Language Lesson Plans:
Winter Holidays
Winter holidays make for the funnest language language lessons.
Like many language teachers, I love to use holidays to teach vocabulary, culture, traditions and food while having fun. These, of course, will be different lesson plans depending on the language you teach. Holidays are a great opportunity to infuse some change of pace activities into our lessons as well.
Are you looking for a fun language lesson plan that you can do for those first really dreary weeks back from winter break? If so, then try this.
For years now, people have been really into vision boards. Regardless of what you or your community might think of spirituality, they can be a really fun project in a foreign language class, particularly a French and Spanish class. Let me tell you a little bit how it works if you aren’t already familiar with these.
Basically, you have images and pictures. You then have a board. This can be a cardboard folder- a piece of poster board, a big piece of paper- whatever. This doesn’t even have to be an actual physical board. It can be an electronic board of some form. Those are certainly easy to make nowadays.
Images that are interesting or pleasing of what people see in their future are what you’re going to put all over this board, you can phrase it any way you want. People may not feel very comfortable that this comes from this big spiritual movement, but regardless of whether you’re spiritual or not this is a fun activity.
I would pick around 10-20 images from different categories. For example, my future health, my future job, my future home, my future social life, trips I’d like to take, things I’d like to have, books I’d like to read, people I’d like to meet, languages I’d like to learn, could all be themes- you get the picture. Any prompts that fit into your class are going to work really nicely. I think when people make vision boards for themselves, they tend to use more images. However, as we are teaching foreign languages and not art, we don’t want to spend too much time on that.
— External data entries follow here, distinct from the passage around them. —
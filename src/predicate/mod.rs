//! Route predicates.
//!
//! # Data Flow
//! ```text
//! route config (predicates = [...])
//!     → PredicateDefinition (shortcut, table, all/any/not)
//!     → registry.rs (name → factory, args validated)
//!     → matchers.rs (Path, Method, Header, Host, Query, Cookie)
//!     → And/Or/Not combinators
//!     → Arc<dyn AsyncPredicate> stored on the Route
//! ```
//!
//! # Design Decisions
//! - Predicates are pure functions of the exchange, shared immutably across requests
//! - Synchronous predicates are adapted explicitly with [`to_async`]; the adapter
//!   completes without suspending
//! - `And`/`Or` evaluate left to right and short-circuit
//! - Everything is built and validated at route-load time

pub mod matchers;
pub mod pattern;
pub mod registry;

use std::fmt;
use std::sync::Arc;

use async_trait::async_trait;
use serde::{Deserialize, Serialize};

use crate::definition::{Definition, Registry};
use crate::error::ConfigurationError;
use crate::exchange::Exchange;

pub use registry::default_registry;

/// Predicate that decides without suspending.
pub trait Predicate: Send + Sync + fmt::Debug {
    fn test(&self, exchange: &Exchange) -> bool;
}

/// Predicate evaluated in the async model.
#[async_trait]
pub trait AsyncPredicate: Send + Sync + fmt::Debug {
    async fn apply(&self, exchange: &Exchange) -> bool;
}

/// Adapts a synchronous predicate to [`AsyncPredicate`].
#[derive(Debug)]
pub struct SyncPredicate<P>(pub P);

#[async_trait]
impl<P: Predicate> AsyncPredicate for SyncPredicate<P> {
    async fn apply(&self, exchange: &Exchange) -> bool {
        self.0.test(exchange)
    }
}

pub fn to_async<P: Predicate + 'static>(predicate: P) -> Arc<dyn AsyncPredicate> {
    Arc::new(SyncPredicate(predicate))
}

/// Matches every exchange. Used for routes without predicates.
#[derive(Debug, Clone, Copy)]
pub struct Always;

impl Predicate for Always {
    fn test(&self, _exchange: &Exchange) -> bool {
        true
    }
}

/// All inner predicates must pass.
#[derive(Debug)]
pub struct And(pub Vec<Arc<dyn AsyncPredicate>>);

#[async_trait]
impl AsyncPredicate for And {
    async fn apply(&self, exchange: &Exchange) -> bool {
        for predicate in &self.0 {
            if !predicate.apply(exchange).await {
                return false;
            }
        }
        true
    }
}

/// At least one inner predicate must pass.
#[derive(Debug)]
pub struct Or(pub Vec<Arc<dyn AsyncPredicate>>);

#[async_trait]
impl AsyncPredicate for Or {
    async fn apply(&self, exchange: &Exchange) -> bool {
        for predicate in &self.0 {
            if predicate.apply(exchange).await {
                return true;
            }
        }
        false
    }
}

#[derive(Debug)]
pub struct Not(pub Arc<dyn AsyncPredicate>);

#[async_trait]
impl AsyncPredicate for Not {
    async fn apply(&self, exchange: &Exchange) -> bool {
        !self.0.apply(exchange).await
    }
}

/// Predicate entry in a route's configuration.
#[derive(Debug, Clone, PartialEq, Eq, Serialize, Deserialize)]
#[serde(untagged)]
pub enum PredicateDefinition {
    All { all: Vec<PredicateDefinition> },
    Any { any: Vec<PredicateDefinition> },
    Not { not: Box<PredicateDefinition> },
    Single(Definition),
}

impl From<Definition> for PredicateDefinition {
    fn from(definition: Definition) -> Self {
        PredicateDefinition::Single(definition)
    }
}

pub type PredicateRegistry = Registry<Arc<dyn AsyncPredicate>>;

impl PredicateDefinition {
    pub fn build(&self, registry: &PredicateRegistry) -> Result<Arc<dyn AsyncPredicate>, ConfigurationError> {
        Ok(match self {
            PredicateDefinition::Single(definition) => registry.build(definition)?,
            PredicateDefinition::All { all } => Arc::new(And(build_each(all, registry)?)),
            PredicateDefinition::Any { any } => Arc::new(Or(build_each(any, registry)?)),
            PredicateDefinition::Not { not } => Arc::new(Not(not.build(registry)?)),
        })
    }
}

fn build_each(
    definitions: &[PredicateDefinition],
    registry: &PredicateRegistry,
) -> Result<Vec<Arc<dyn AsyncPredicate>>, ConfigurationError> {
    definitions.iter().map(|d| d.build(registry)).collect()
}

/// Builds a route's predicate list; the entries are ANDed.
pub fn build_route_predicate(
    definitions: &[PredicateDefinition],
    registry: &PredicateRegistry,
) -> Result<Arc<dyn AsyncPredicate>, ConfigurationError> {
    let mut predicates = build_each(definitions, registry)?;
    Ok(match predicates.len() {
        0 => to_async(Always),
        1 => predicates.remove(0),
        _ => Arc::new(And(predicates)),
    })
}

#[cfg(test)]
mod tests {
    use super::*;
    use crate::exchange::testing::exchange;
    use axum::http::Method;
    use std::sync::atomic::{AtomicUsize, Ordering};

    #[derive(Debug)]
    struct Counting {
        result: bool,
        calls: Arc<AtomicUsize>,
    }

    impl Predicate for Counting {
        fn test(&self, _exchange: &Exchange) -> bool {
            self.calls.fetch_add(1, Ordering::SeqCst);
            self.result
        }
    }

    fn counting(result: bool) -> (Arc<dyn AsyncPredicate>, Arc<AtomicUsize>) {
        let calls = Arc::new(AtomicUsize::new(0));
        (
            to_async(Counting {
                result,
                calls: calls.clone(),
            }),
            calls,
        )
    }

    #[tokio::test]
    async fn test_and_short_circuits() {
        let (first, _) = counting(false);
        let (second, second_calls) = counting(true);
        let and = And(vec![first, second]);
        assert!(!and.apply(&exchange(Method::GET, "/")).await);
        assert_eq!(second_calls.load(Ordering::SeqCst), 0);
    }

    #[tokio::test]
    async fn test_or_short_circuits() {
        let (first, _) = counting(true);
        let (second, second_calls) = counting(false);
        let or = Or(vec![first, second]);
        assert!(or.apply(&exchange(Method::GET, "/")).await);
        assert_eq!(second_calls.load(Ordering::SeqCst), 0);
    }

    #[tokio::test]
    async fn test_not_inverts() {
        let (inner, _) = counting(true);
        assert!(!Not(inner).apply(&exchange(Method::GET, "/")).await);
    }

    #[tokio::test]
    async fn test_build_combinators_from_toml() {
        #[derive(Deserialize)]
        struct Holder {
            predicates: Vec<PredicateDefinition>,
        }
        let holder: Holder = toml::from_str(
            r#"
            predicates = [
                "Path=/api/**",
                { any = ["Method=GET", "Method=HEAD"] },
                { not = "Header=X-Block" },
            ]
            "#,
        )
        .unwrap();

        let registry = default_registry();
        let predicate = build_route_predicate(&holder.predicates, &registry).unwrap();

        assert!(predicate.apply(&exchange(Method::GET, "/api/items")).await);
        assert!(!predicate.apply(&exchange(Method::POST, "/api/items")).await);
        assert!(!predicate.apply(&exchange(Method::GET, "/other")).await);
    }

    #[test]
    fn test_unknown_predicate_fails_at_build() {
        let definition: PredicateDefinition = Definition::named("Weekday", [("day", "MON")]).into();
        let err = definition.build(&default_registry()).unwrap_err();
        assert_eq!(err, ConfigurationError::UnknownPredicate("Weekday".into()));
    }
}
You can cut and glue them all over the board (or do your electronic board- there are apps). I would have the students label their different categories. Places I’d like to go, things I’d like to see, things I’d like to do, trips I’d like to take, etc. Also on that board, I might take small post-its, or white paper and tape them on as labels. Have some requirements of different things that the actual nouns that they label, nouns and adjectives on that board that fit well for practice in your class.
After they’ve completed is where I would bring the writing and speaking into it. Keep it really simple. If you’ve got a group of beginners, you might have them just write simple sentences about each one of their wishes. Or for absolute beginners, have them write down the different nouns. Things I want, things I like, etc.. When you’re getting into more advanced groups, subjunctives, this is a great activity for the subjunctive, have them write about what their hopes are. You’re going to use the subjunctive here (important in French and Spanish), or what their wishes are and what they want to have. Another way to use this is to have them write all about their future. You can even do this in a lower level class with the future, before you’ve done the future tense by using those constructions, I’m going to, I want to.
After they’ve written, everyone can share and it becomes an oral presentation. Everyone can sit around in a circle and talk about whatever their board prompted. One thing I have loved as a foreign language teacher is that we can do anything in our classes and it’s so easy to make it relevant and communicative.
You can have them prepare these well beforehand or have on hand a bag of magazine cutouts. You might even want to ask for donations from recycling and a couple of times a year when you’re recycling your stuff, you can cut out pages that seem interesting or appropriate for school and stick them all in a bag. This way they’re not searching through for images they want and can get started easily. This bag of images can be used in so many different ways as well. You can use them in projects to talk about descriptions and body parts where you might cut out ten different body parts from ten different images in a magazine, and eventually becomes this composite Frankenstein-type character. They then have to describe it. They can make their own pretend family books or pretend family trees also with these images.
Valentine’s Day
Valentine’s Day is a great opportunity for a super-fun language class. Some ideas:
I love to start with Compliments. I have loads of small pieces of paper ready to go in my room. We use these to write names on the papers, fold them up, and place them in a bag. Every one chooses a name. They must formulate a genuine compliment for that person in your target language. If your group is small enough, it works even better. Students offer a compliment for everyone in the class. Each person then gets a compliment from everyone. We then follow up with a card or letter to someone in their life.
I like this because it forces us to focus on the positive- a great exercise for a happier life, in my opinion. If you teach a language where the subjunctive is important, this is a great exercise using it.
At the more basic levels, try having students write a simple Valentine to another student. You can display your target language words and phrases. I like doing puzzles to teach vocabulary, too.